Thursday, November 29, 2012

Reflection

Two years ago today we found out that Tim's cancer had spread to his lungs. We went into that appointment thinking that perhaps it was back in a lymph node or maybe there was the remote chance that it had spread to his liver but nothing could've prepared us for the shock to come. That day ended up being the biggest turning point of my life.

When Tim was initially diagnosed in January of that year I knew it would be a tough road ahead for a few months, maybe a year or two but then we could put all of this behind us as a bump in the road. I thought that years from now we'd look at this as some terrible nightmare and chalk it up as a life lesson. Now I know so much more as Tim will be on chemo for the rest of his life or until they find a cure for cancer (which they are getting closer and closer to each day).

We've learned how to interweave chemo into our routine  and how to prevent it from being a hinderance from living our lives. We've learned that some days we just have to stop, let everything continue around us and take it all in, feel sorry for ourselves and just be. We've also learned that we can't live life with this constantly in our heads and feeling sorry for ourselves, we have to pull ourselves back up and keep pushing forward just as hard the next day.

I've learned lots of humility and patience (although I still have a ways to go with that one) as well as that sometimes I can't be in control of every little detail (my OCD is constantly fighting that lesson though). I've learned to let go of the little things because in the grand scheme they really don't matter and that the little drama of what others may think or how my actions may be perceived are insignificant. What really matters is how I make others feel.

Tim & I have learned to give and take in our relationship. We've learned so much about each other, what makes the other tick (and the best way to get under each other's skin) as well as how to support one another through the worst circumstances life has to offer. He's learned that sometimes he has to take my opinion into consideration and I've learned that sometimes I have to let him make his own decision, completely independent of what I think, even when every bone in my body screams against it.

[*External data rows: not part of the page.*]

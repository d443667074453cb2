use std::path::Path;

use crate::config::{expand_path, AppConfig};
use crate::platform;

/// Bootstrap documents loaded in order and injected into the system prompt.
const BOOTSTRAP_FILES: [&str; 5] = ["AGENTS.md", "AGENT.md", "SOUL.md", "USER.md", "IDENTITY.md"];

/// Non-overridable safety rules appended after the bootstrap documents.
const HARD_RULES: &str = "## Hard Rules (non-overridable)\n\
- ALWAYS use tools for actions; never pretend to execute\n\
- Be helpful and accurate\n\
- Use memory file for persistent info\n\
- For messaging channels (WhatsApp, etc.): send ONE consolidated reply per user message; avoid calling the message tool multiple times in one turn";

/// Load workspace bootstrap files and return their concatenated content.
/// A per-agent workspace (`workspace-<id>` next to the default) wins when
/// it exists.
pub fn load_bootstrap_files(workspace: &str, agent_id: &str) -> String {
    let base = expand_path(workspace);
    if base.is_empty() {
        return String::new();
    }
    let base = Path::new(&base);

    let agent_workspace = base
        .parent()
        .map(|parent| parent.join(format!("workspace-{}", agent_id)))
        .filter(|p| p.exists())
        .unwrap_or_else(|| base.to_path_buf());

    let mut parts = Vec::new();
    for name in BOOTSTRAP_FILES {
        let path = agent_workspace.join(name);
        if let Ok(content) = std::fs::read_to_string(&path) {
            parts.push(content);
        }
    }
    parts.join("\n\n").trim().to_string()
}

/// Assemble the system prompt: bootstrap documents, platform runtime
/// hint, then the hard rules.
pub fn build_system_prompt(cfg: &AppConfig, agent_id: &str) -> String {
    let workspace = cfg.agent_workspace(agent_id);
    let bootstrap = load_bootstrap_files(&workspace, agent_id);

    let mut parts = Vec::new();
    if bootstrap.is_empty() {
        parts.push("You are Sypher, a coding-centric AI assistant.".to_string());
    } else {
        parts.push(bootstrap);
    }
    parts.push(platform::agent_context().to_string());
    parts.push(HARD_RULES.to_string());
    parts.join("\n\n")
}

We've learned what a tremendous gift it is to have a network of support and how it really can make a difference to your soul to know that there are so many out there praying for success. We've learned of the generosity of our community and the kindness of strangers, people are inherently good in this world. We've learned just how much our friends and family truly mean to us and what a pivotal role they play in our lives, especially in the darkest of days. We've also learned how much it means when someone reaches out to let you know they are thinking of you just as you've reached the end of your rope.

Two years ago today, when we found out Tim's cancer had spread he asked what it meant in terms of how much time he had left. The answer was that statistically, two years was the length of time. I know Thanksgiving was a week ago but today I'm thankful that statistics are just numbers. I couldn't be more thankful that Tim is here and he is thriving. Don't get me wrong, I still worry about what could be every single day but I know he is surrounded by an amazing medical team and a tremendous network of friends, family and even strangers that give him the ability to keep fighting day in and day out. For that I am so very thankful.

Monday, November 5, 2012

Round 2

I am halfway through my second round of Vectibix.  We took some precautions before I started this cycle to try to limit the severity of the rash on my face. Not only does it look bad but it feels like I have a severe sunburn.  So far the rash hasn't been too terrible. The real test for this will come next weekend when Steven and I go to Chicago for the Bears game.  The last time that I went up there the wind was so bad that it really dried my skin out and made the rash much worse than it normally is.  Steven has told me that we might be going to the Bulls game on Saturday night as well.  I had a great time the last time that I got to go up there and looking forward to it again.

I have also decided to make a career change.  After four and a half great years with Lee & Associates I have decided to make a change to go and work with my brother doing financial planning.  I can't say enough nice things about the people at Lee and how great they have been to Jenny and I over the past couple of years.  It was a tough decision for me to leave Lee because they have been like a family to me over the past couple of years, but I am excited to get the chance to work along side my brother and the chance to have benefits such as me being the one carrying the health insurance takes a big load off of Jenny finally. I also will have some disability insurance finally which I hope I never need but I know it has been a big source of stress for Jenny over the years. If anyone missed the original story, I was scheduled to have my physical for my disability and life insurances the day after my colonoscopy. Obviously they found the cancer during that colonoscopy so the insurance wasn't happening.

Other than starting my second cycle of Vectibix and changing careers not much has been going on in Jenny and I's life.  Things have been pretty calm, and I am not complaining about that.  Jenny has been pretty busy at work with PropertyBoss moving into a new building.  There were some issues that has made that situation a bit more hectic than it should have been but they seem to be settling in well and the building looks really good. Saturday we went and hung out with my brother, Haley and the kids and had a pretty good time before I started feeling bad and today I was feeling better so Jenny made me clean the deck with her and tomorrow we get to stain it after work. If anyone wants to take my place, feel free.

The Brightlife / iTOR house is continuing to move forward and should be framed out by the middle of next week.  I will go by there and take a couple of pictures to post on here so everyone can see the progress that has been made.

I hope that everyone has a great week.